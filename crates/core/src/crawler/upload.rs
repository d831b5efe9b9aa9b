// Trawler is a decentralized web crawling and archiving cluster.
// Copyright (C) 2024 Stract ApS
//
// This program is free software: you can redistribute it and/or modify
// it under the terms of the GNU Affero General Public License as
// published by the Free Software Foundation, either version 3 of the
// License, or (at your option) any later version.
//
// This program is distributed in the hope that it will be useful,
// but WITHOUT ANY WARRANTY; without even the implied warranty of
// MERCHANTABILITY or FITNESS FOR A PARTICULAR PURPOSE.  See the
// GNU Affero General Public License for more details.
//
// You should have received a copy of the GNU Affero General Public License
// along with this program.  If not, see <https://www.gnu.org/licenses/>.

//! Upload negotiation for finished WARC files. Permission is requested from
//! every stager on the job; after the answer window closes one granter is
//! chosen, the others are revoked and the file is transferred. The choice is
//! monotonic: once made it is never revisited, even if the chosen stager
//! disappears.

use std::collections::BTreeSet;
use std::path::{Path, PathBuf};
use std::time::{Duration, Instant};

use hashbrown::HashMap;

use crate::distributed::peer::PeerId;
use crate::protocol::JobId;
use crate::sample;

const UPLOADING_SUFFIX: &str = ".uploading";

#[derive(Debug, Clone, Copy, PartialEq, Eq)]
enum Chosen {
    Undecided,
    Nobody,
    Peer(PeerId),
}

#[derive(Debug)]
struct WarcUpload {
    filesize: u64,
    requested: bool,
    revoked: bool,
    granted_by: Vec<PeerId>,
    chosen: Chosen,
    last_answer: Instant,
}

impl WarcUpload {
    fn new(filesize: u64, now: Instant) -> Self {
        Self {
            filesize,
            requested: false,
            revoked: false,
            granted_by: Vec::new(),
            chosen: Chosen::Undecided,
            last_answer: now,
        }
    }
}

/// What the node loop should do for a file this tick.
#[derive(Debug, PartialEq, Eq)]
pub enum UploadAction {
    Request {
        job: JobId,
        path: PathBuf,
        filesize: u64,
    },
    Revoke {
        job: JobId,
        path: PathBuf,
        peers: Vec<PeerId>,
    },
    Transfer {
        job: JobId,
        path: PathBuf,
        to: PeerId,
    },
}

#[derive(Default)]
pub struct UploadManager {
    files: BTreeSet<(JobId, PathBuf)>,
    states: HashMap<PathBuf, WarcUpload>,
}

impl UploadManager {
    /// Registers a finished WARC for upload. Files that vanished in the
    /// meantime are ignored.
    pub fn add_file(&mut self, job: JobId, path: PathBuf) {
        if !path.is_file() {
            tracing::warn!(path = %path.display(), "warc file disappeared before upload");
            return;
        }
        self.files.insert((job, path));
    }

    pub fn granted(&mut self, path: &Path, peer: PeerId, now: Instant) {
        if let Some(state) = self.states.get_mut(path) {
            if state.requested {
                state.granted_by.push(peer);
                state.last_answer = now;
            }
        }
    }

    /// A denial carries no state change; the decision simply runs off the
    /// granters that did answer.
    pub fn denied(&self, path: &Path) {
        tracing::debug!(path = %path.display(), "upload permission denied");
    }

    /// The chosen stager confirmed receipt: forget the file and remove it
    /// together with its sentinel from disk.
    pub fn received(&mut self, job: &JobId, path: &Path) {
        self.files.remove(&(job.clone(), path.to_path_buf()));
        self.states.remove(path);

        if let Err(e) = std::fs::remove_file(path) {
            tracing::warn!(path = %path.display(), "failed to remove uploaded warc: {e}");
        }
        let _ = std::fs::remove_file(sentinel_path(path));
    }

    pub fn is_pending(&self, path: &Path) -> bool {
        self.states.contains_key(path)
    }

    /// Drives every pending file one step. Called on the 1s transport tick.
    pub fn tick(&mut self, now: Instant, answer_window: Duration) -> Vec<UploadAction> {
        let mut actions = Vec::new();

        for (job, path) in self.files.clone() {
            if !self.states.contains_key(&path) {
                match std::fs::metadata(&path) {
                    Ok(meta) => {
                        self.states
                            .insert(path.clone(), WarcUpload::new(meta.len(), now));
                    }
                    Err(_) => {
                        self.files.remove(&(job.clone(), path.clone()));
                        continue;
                    }
                }
            }
            let Some(state) = self.states.get_mut(&path) else {
                continue;
            };

            if !state.requested {
                state.requested = true;
                state.last_answer = now;
                actions.push(UploadAction::Request {
                    job: job.clone(),
                    path: path.clone(),
                    filesize: state.filesize,
                });
                continue;
            }

            if state.revoked {
                // transfer sent, waiting for WARC_FILE_RECEIVED
                continue;
            }

            if state.chosen == Chosen::Undecided {
                if now.duration_since(state.last_answer) < answer_window {
                    continue;
                }

                state.chosen = match sample(&state.granted_by, 1).first() {
                    Some(&peer) => Chosen::Peer(peer),
                    None => Chosen::Nobody,
                };
            }

            match state.chosen {
                Chosen::Peer(to) => {
                    let peers: Vec<PeerId> = state
                        .granted_by
                        .iter()
                        .copied()
                        .filter(|&p| p != to)
                        .collect();
                    state.revoked = true;

                    if !peers.is_empty() {
                        actions.push(UploadAction::Revoke {
                            job: job.clone(),
                            path: path.clone(),
                            peers,
                        });
                    }

                    let sentinel = sentinel_path(&path);
                    if sentinel.exists() {
                        tracing::warn!(path = %path.display(), "upload already in flight");
                        continue;
                    }
                    if let Err(e) = std::fs::write(&sentinel, b"") {
                        tracing::warn!(path = %path.display(), "failed to create sentinel: {e}");
                        continue;
                    }

                    actions.push(UploadAction::Transfer {
                        job: job.clone(),
                        path: path.clone(),
                        to,
                    });
                }
                Chosen::Nobody => {
                    // nobody answered in time; drop the state and let the
                    // next tick start a fresh request round
                    tracing::debug!(path = %path.display(), "no upload grants, resetting");
                    self.states.remove(&path);
                }
                Chosen::Undecided => unreachable!(),
            }
        }

        actions
    }
}

pub fn sentinel_path(path: &Path) -> PathBuf {
    let mut sentinel = path.as_os_str().to_owned();
    sentinel.push(UPLOADING_SUFFIX);
    PathBuf::from(sentinel)
}

#[cfg(test)]
mod tests {
    use super::*;

    const WINDOW: Duration = Duration::from_secs(5);

    fn manager_with_file(dir: &Path) -> (UploadManager, PathBuf) {
        let path = dir.join("1.warc.gz");
        std::fs::write(&path, vec![0u8; 100]).unwrap();

        let mut manager = UploadManager::default();
        manager.add_file("demo".to_string(), path.clone());
        (manager, path)
    }

    #[test]
    fn first_tick_requests_permission() {
        let dir = tempfile::tempdir().unwrap();
        let (mut manager, path) = manager_with_file(dir.path());

        let actions = manager.tick(Instant::now(), WINDOW);

        assert_eq!(
            actions,
            vec![UploadAction::Request {
                job: "demo".to_string(),
                path,
                filesize: 100,
            }]
        );

        // pending, no duplicate request before the window closes
        assert!(manager.tick(Instant::now(), WINDOW).is_empty());
    }

    #[test]
    fn grant_then_decision_revokes_losers_and_transfers() {
        let dir = tempfile::tempdir().unwrap();
        let (mut manager, path) = manager_with_file(dir.path());

        let t0 = Instant::now();
        manager.tick(t0, WINDOW);
        manager.granted(&path, 1, t0);
        manager.granted(&path, 2, t0);

        let actions = manager.tick(t0 + WINDOW, WINDOW);

        let transfer_to = actions
            .iter()
            .find_map(|a| match a {
                UploadAction::Transfer { to, .. } => Some(*to),
                _ => None,
            })
            .expect("transfer action");
        assert!([1, 2].contains(&transfer_to));

        let revoked = actions
            .iter()
            .find_map(|a| match a {
                UploadAction::Revoke { peers, .. } => Some(peers.clone()),
                _ => None,
            })
            .expect("revoke action");
        assert_eq!(revoked, vec![if transfer_to == 1 { 2 } else { 1 }]);

        assert!(sentinel_path(&path).exists());
    }

    #[test]
    fn single_grant_transfers_without_revokes() {
        let dir = tempfile::tempdir().unwrap();
        let (mut manager, path) = manager_with_file(dir.path());

        let t0 = Instant::now();
        manager.tick(t0, WINDOW);
        manager.granted(&path, 7, t0);

        let actions = manager.tick(t0 + WINDOW, WINDOW);

        assert_eq!(
            actions,
            vec![UploadAction::Transfer {
                job: "demo".to_string(),
                path,
                to: 7,
            }]
        );
    }

    #[test]
    fn no_grants_resets_and_rerequests() {
        let dir = tempfile::tempdir().unwrap();
        let (mut manager, path) = manager_with_file(dir.path());

        let t0 = Instant::now();
        manager.tick(t0, WINDOW);

        // window passes without any answer
        assert!(manager.tick(t0 + WINDOW, WINDOW).is_empty());
        assert!(!manager.is_pending(&path));

        // next tick starts over with a fresh request
        let actions = manager.tick(t0 + WINDOW * 2, WINDOW);
        assert!(matches!(actions[0], UploadAction::Request { .. }));
    }

    #[test]
    fn received_cleans_up_file_and_sentinel() {
        let dir = tempfile::tempdir().unwrap();
        let (mut manager, path) = manager_with_file(dir.path());

        let t0 = Instant::now();
        manager.tick(t0, WINDOW);
        manager.granted(&path, 1, t0);
        manager.tick(t0 + WINDOW, WINDOW);

        manager.received(&"demo".to_string(), &path);

        assert!(!path.exists());
        assert!(!sentinel_path(&path).exists());
        assert!(manager.tick(t0 + WINDOW * 2, WINDOW).is_empty());
    }

    #[test]
    fn late_grant_after_decision_is_not_rechosen() {
        let dir = tempfile::tempdir().unwrap();
        let (mut manager, path) = manager_with_file(dir.path());

        let t0 = Instant::now();
        manager.tick(t0, WINDOW);
        manager.granted(&path, 1, t0);
        let actions = manager.tick(t0 + WINDOW, WINDOW);
        assert!(matches!(actions[0], UploadAction::Transfer { to: 1, .. }));

        // a straggler grant changes nothing; the transfer is out
        manager.granted(&path, 2, t0 + WINDOW);
        assert!(manager.tick(t0 + WINDOW * 2, WINDOW).is_empty());
    }
}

---------------

**Goal of the exercise**
Copy out each line of the records that holds the string "matches".

**Task answer**
        assert!(matches!(actions[0], UploadAction::Request { .. }));
        assert!(matches!(actions[0], UploadAction::Transfer { to: 1, .. }));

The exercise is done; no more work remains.